Brief: Set every line of the listing down again, keeping it identical.
::: Data under study :::
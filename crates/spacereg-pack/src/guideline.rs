//! # International Guideline Checklists
//!
//! A [`GuidelineDefinition`] is one checklist item drawn from an
//! international standard or directive (IADC, ISO 24113, ESA Zero Debris,
//! UN COPUOS LTS, ITU Radio Regulations, NIS2). Items carry a priority tier
//! that sets their scoring weight, a severity used for gap priority, and
//! the mission-profile conditions under which they apply.

use serde::{Deserialize, Serialize};
use spacereg_core::{
    ActivityType, Effort, GuidelineId, OrbitRegime, RequirementCategory, RequirementTier, Severity,
};

use crate::law::CrossReference;

/// Issuing body of a guideline.
#[derive(Debug, Clone, Copy, PartialEq, Eq, PartialOrd, Ord, Hash, Serialize, Deserialize)]
#[serde(rename_all = "snake_case")]
pub enum GuidelineSource {
    /// IADC Space Debris Mitigation Guidelines.
    Iadc,
    /// ISO 24113 Space debris mitigation requirements.
    Iso24113,
    /// ESA Zero Debris Charter and ESA debris policy.
    EsaZeroDebris,
    /// UN COPUOS Guidelines for the Long-term Sustainability of Outer Space Activities.
    UnCopuos,
    /// ITU Radio Regulations.
    Itu,
    /// NIS2 Directive (EU) 2022/2555.
    Nis2,
}

impl GuidelineSource {
    /// Every source, in declaration order.
    pub fn all() -> &'static [GuidelineSource] {
        &[
            Self::Iadc,
            Self::Iso24113,
            Self::EsaZeroDebris,
            Self::UnCopuos,
            Self::Itu,
            Self::Nis2,
        ]
    }

    /// The snake_case wire representation.
    pub fn as_str(self) -> &'static str {
        match self {
            Self::Iadc => "iadc",
            Self::Iso24113 => "iso24113",
            Self::EsaZeroDebris => "esa_zero_debris",
            Self::UnCopuos => "un_copuos",
            Self::Itu => "itu",
            Self::Nis2 => "nis2",
        }
    }

    /// Display label for reports.
    pub fn label(self) -> &'static str {
        match self {
            Self::Iadc => "IADC Space Debris Mitigation Guidelines",
            Self::Iso24113 => "ISO 24113:2023",
            Self::EsaZeroDebris => "ESA Zero Debris",
            Self::UnCopuos => "UN COPUOS LTS Guidelines",
            Self::Itu => "ITU Radio Regulations",
            Self::Nis2 => "NIS2 Directive",
        }
    }
}

impl std::fmt::Display for GuidelineSource {
    fn fmt(&self, f: &mut std::fmt::Formatter<'_>) -> std::fmt::Result {
        f.write_str(self.as_str())
    }
}

/// One checklist item.
#[derive(Debug, Clone, Serialize, Deserialize)]
pub struct GuidelineDefinition {
    /// Stable identifier.
    pub id: GuidelineId,
    /// Issuing body.
    pub source: GuidelineSource,
    /// Regulatory category.
    pub category: RequirementCategory,
    /// Short title.
    pub title: String,
    /// What the item requires.
    pub description: String,
    /// Priority tier, which sets the scoring weight.
    pub tier: RequirementTier,
    /// Severity, which sets gap priority.
    pub severity: Severity,
    /// How to close a gap on this item.
    pub guidance: String,
    /// Mission-profile conditions under which the item applies.
    #[serde(default)]
    pub applies_when: ApplicabilityConditions,
    /// Estimated remediation effort.
    #[serde(default)]
    pub effort: Effort,
    /// Items that must be addressed first.
    #[serde(default)]
    pub depends_on: Vec<GuidelineId>,
    /// Clause reference within the source document.
    #[serde(default, skip_serializing_if = "Option::is_none")]
    pub article_ref: Option<String>,
    /// Relationship to the EU Space Act.
    #[serde(default, skip_serializing_if = "Option::is_none")]
    pub cross_reference: Option<CrossReference>,
}

impl GuidelineDefinition {
    /// Whether the item is binding.
    pub fn is_mandatory(&self) -> bool {
        self.tier == RequirementTier::Mandatory
    }
}

/// Conditions over a mission profile. An item applies when every declared
/// condition holds; an empty set of conditions applies to every mission.
#[derive(Debug, Clone, Default, PartialEq, Serialize, Deserialize)]
pub struct ApplicabilityConditions {
    /// Orbit regimes the item covers. Empty means any.
    #[serde(default)]
    pub orbit_regimes: Vec<OrbitRegime>,
    /// Lowest altitude covered, in km.
    #[serde(default, skip_serializing_if = "Option::is_none")]
    pub min_altitude_km: Option<u32>,
    /// Highest altitude covered, in km.
    #[serde(default, skip_serializing_if = "Option::is_none")]
    pub max_altitude_km: Option<u32>,
    /// Lowest inclination covered, in degrees.
    #[serde(default, skip_serializing_if = "Option::is_none")]
    pub min_inclination_deg: Option<f64>,
    /// Highest inclination covered, in degrees.
    #[serde(default, skip_serializing_if = "Option::is_none")]
    pub max_inclination_deg: Option<f64>,
    /// Smallest spacecraft mass covered, in kg.
    #[serde(default, skip_serializing_if = "Option::is_none")]
    pub min_mass_kg: Option<f64>,
    /// Required manoeuvring capability: `true` only for manoeuvrable
    /// spacecraft, `false` only for non-manoeuvrable ones.
    #[serde(default, skip_serializing_if = "Option::is_none")]
    pub maneuverable: Option<bool>,
    /// Shortest mission lifetime covered, in years.
    #[serde(default, skip_serializing_if = "Option::is_none")]
    pub min_lifetime_years: Option<f64>,
    /// Whether the item applies only to constellations.
    #[serde(default)]
    pub constellation_only: bool,
    /// Activities the item covers. Empty means any.
    #[serde(default)]
    pub activity_types: Vec<ActivityType>,
}

#[cfg(test)]
mod tests {
    use super::*;

    #[test]
    fn test_source_wire_names_match_serde() {
        for &source in GuidelineSource::all() {
            let json = serde_json::to_string(&source).unwrap();
            assert_eq!(json, format!("\"{}\"", source.as_str()));
        }
    }

    #[test]
    fn test_guideline_parses_with_defaults() {
        let yaml = r#"
id: iadc-5.2.1
source: iadc
category: debris
title: Limit debris released during normal operations
description: Design to release no debris during normal operations.
tier: mandatory
severity: high
guidance: Document retention of covers, lens caps and separation hardware.
"#;
        let g: GuidelineDefinition = serde_yaml::from_str(yaml).unwrap();
        assert!(g.is_mandatory());
        assert_eq!(g.effort, Effort::Medium);
        assert_eq!(g.applies_when, ApplicabilityConditions::default());
        assert!(g.depends_on.is_empty());
    }

    #[test]
    fn test_guideline_rejects_invalid_id() {
        let yaml = r#"
id: "iadc 5.2.1"
source: iadc
category: debris
title: t
description: d
tier: mandatory
severity: high
guidance: g
"#;
        assert!(serde_yaml::from_str::<GuidelineDefinition>(yaml).is_err());
    }
}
:::
Completed exercise:
filename crates/spacereg-pack/src/guideline.rs
//! # International Guideline Checklists
//!
//! A [`GuidelineDefinition`] is one checklist item drawn from an
//! international standard or directive (IADC, ISO 24113, ESA Zero Debris,
//! UN COPUOS LTS, ITU Radio Regulations, NIS2). Items carry a priority tier
//! that sets their scoring weight, a severity used for gap priority, and
//! the mission-profile conditions under which they apply.

use serde::{Deserialize, Serialize};
use spacereg_core::{
    ActivityType, Effort, GuidelineId, OrbitRegime, RequirementCategory, RequirementTier, Severity,
};

use crate::law::CrossReference;

/// Issuing body of a guideline.
#[derive(Debug, Clone, Copy, PartialEq, Eq, PartialOrd, Ord, Hash, Serialize, Deserialize)]
#[serde(rename_all = "snake_case")]
pub enum GuidelineSource {
    /// IADC Space Debris Mitigation Guidelines.
    Iadc,
    /// ISO 24113 Space debris mitigation requirements.
    Iso24113,
    /// ESA Zero Debris Charter and ESA debris policy.
    EsaZeroDebris,
    /// UN COPUOS Guidelines for the Long-term Sustainability of Outer Space Activities.
    UnCopuos,
    /// ITU Radio Regulations.
    Itu,
    /// NIS2 Directive (EU) 2022/2555.
    Nis2,
}

impl GuidelineSource {
    /// Every source, in declaration order.
    pub fn all() -> &'static [GuidelineSource] {
        &[
            Self::Iadc,
            Self::Iso24113,
            Self::EsaZeroDebris,
            Self::UnCopuos,
            Self::Itu,
            Self::Nis2,
        ]
    }

    /// The snake_case wire representation.
    pub fn as_str(self) -> &'static str {
        match self {
            Self::Iadc => "iadc",
            Self::Iso24113 => "iso24113",
            Self::EsaZeroDebris => "esa_zero_debris",
            Self::UnCopuos => "un_copuos",
            Self::Itu => "itu",
            Self::Nis2 => "nis2",
        }
    }

    /// Display label for reports.
    pub fn label(self) -> &'static str {
        match self {
            Self::Iadc => "IADC Space Debris Mitigation Guidelines",
            Self::Iso24113 => "ISO 24113:2023",
            Self::EsaZeroDebris => "ESA Zero Debris",
            Self::UnCopuos => "UN COPUOS LTS Guidelines",
            Self::Itu => "ITU Radio Regulations",
            Self::Nis2 => "NIS2 Directive",
        }
    }
}

impl std::fmt::Display for GuidelineSource {
    fn fmt(&self, f: &mut std::fmt::Formatter<'_>) -> std::fmt::Result {
        f.write_str(self.as_str())
    }
}

/// One checklist item.
#[derive(Debug, Clone, Serialize, Deserialize)]
pub struct GuidelineDefinition {
    /// Stable identifier.
    pub id: GuidelineId,
    /// Issuing body.
    pub source: GuidelineSource,
    /// Regulatory category.
    pub category: RequirementCategory,
    /// Short title.
    pub title: String,
    /// What the item requires.
    pub description: String,
    /// Priority tier, which sets the scoring weight.
    pub tier: RequirementTier,
    /// Severity, which sets gap priority.
    pub severity: Severity,
    /// How to close a gap on this item.
    pub guidance: String,
    /// Mission-profile conditions under which the item applies.
    #[serde(default)]
    pub applies_when: ApplicabilityConditions,
    /// Estimated remediation effort.
    #[serde(default)]
    pub effort: Effort,
    /// Items that must be addressed first.
    #[serde(default)]
    pub depends_on: Vec<GuidelineId>,
    /// Clause reference within the source document.
    #[serde(default, skip_serializing_if = "Option::is_none")]
    pub article_ref: Option<String>,
    /// Relationship to the EU Space Act.
    #[serde(default, skip_serializing_if = "Option::is_none")]
    pub cross_reference: Option<CrossReference>,
}

impl GuidelineDefinition {
    /// Whether the item is binding.
    pub fn is_mandatory(&self) -> bool {
        self.tier == RequirementTier::Mandatory
    }
}

/// Conditions over a mission profile. An item applies when every declared
/// condition holds; an empty set of conditions applies to every mission.
#[derive(Debug, Clone, Default, PartialEq, Serialize, Deserialize)]
pub struct ApplicabilityConditions {
    /// Orbit regimes the item covers. Empty means any.
    #[serde(default)]
    pub orbit_regimes: Vec<OrbitRegime>,
    /// Lowest altitude covered, in km.
    #[serde(default, skip_serializing_if = "Option::is_none")]
    pub min_altitude_km: Option<u32>,
    /// Highest altitude covered, in km.
    #[serde(default, skip_serializing_if = "Option::is_none")]
    pub max_altitude_km: Option<u32>,
    /// Lowest inclination covered, in degrees.
    #[serde(default, skip_serializing_if = "Option::is_none")]
    pub min_inclination_deg: Option<f64>,
    /// Highest inclination covered, in degrees.
    #[serde(default, skip_serializing_if = "Option::is_none")]
    pub max_inclination_deg: Option<f64>,
    /// Smallest spacecraft mass covered, in kg.
    #[serde(default, skip_serializing_if = "Option::is_none")]
    pub min_mass_kg: Option<f64>,
    /// Required manoeuvring capability: `true` only for manoeuvrable
    /// spacecraft, `false` only for non-manoeuvrable ones.
    #[serde(default, skip_serializing_if = "Option::is_none")]
    pub maneuverable: Option<bool>,
    /// Shortest mission lifetime covered, in years.
    #[serde(default, skip_serializing_if = "Option::is_none")]
    pub min_lifetime_years: Option<f64>,
    /// Whether the item applies only to constellations.
    #[serde(default)]
    pub constellation_only: bool,
    /// Activities the item covers. Empty means any.
    #[serde(default)]
    pub activity_types: Vec<ActivityType>,
}

#[cfg(test)]
mod tests {
    use super::*;

    #[test]
    fn test_source_wire_names_match_serde() {
        for &source in GuidelineSource::all() {
            let json = serde_json::to_string(&source).unwrap();
            assert_eq!(json, format!("\"{}\"", source.as_str()));
        }
    }

    #[test]
    fn test_guideline_parses_with_defaults() {
        let yaml = r#"
id: iadc-5.2.1
source: iadc
category: debris
title: Limit debris released during normal operations
description: Design to release no debris during normal operations.
tier: mandatory
severity: high
guidance: Document retention of covers, lens caps and separation hardware.
"#;
        let g: GuidelineDefinition = serde_yaml::from_str(yaml).unwrap();
        assert!(g.is_mandatory());
        assert_eq!(g.effort, Effort::Medium);
        assert_eq!(g.applies_when, ApplicabilityConditions::default());
        assert!(g.depends_on.is_empty());
    }

    #[test]
    fn test_guideline_rejects_invalid_id() {
        let yaml = r#"
id: "iadc 5.2.1"
source: iadc
category: debris
title: t
description: d
tier: mandatory
severity: high
guidance: g
"#;
        assert!(serde_yaml::from_str::<GuidelineDefinition>(yaml).is_err());
    }
}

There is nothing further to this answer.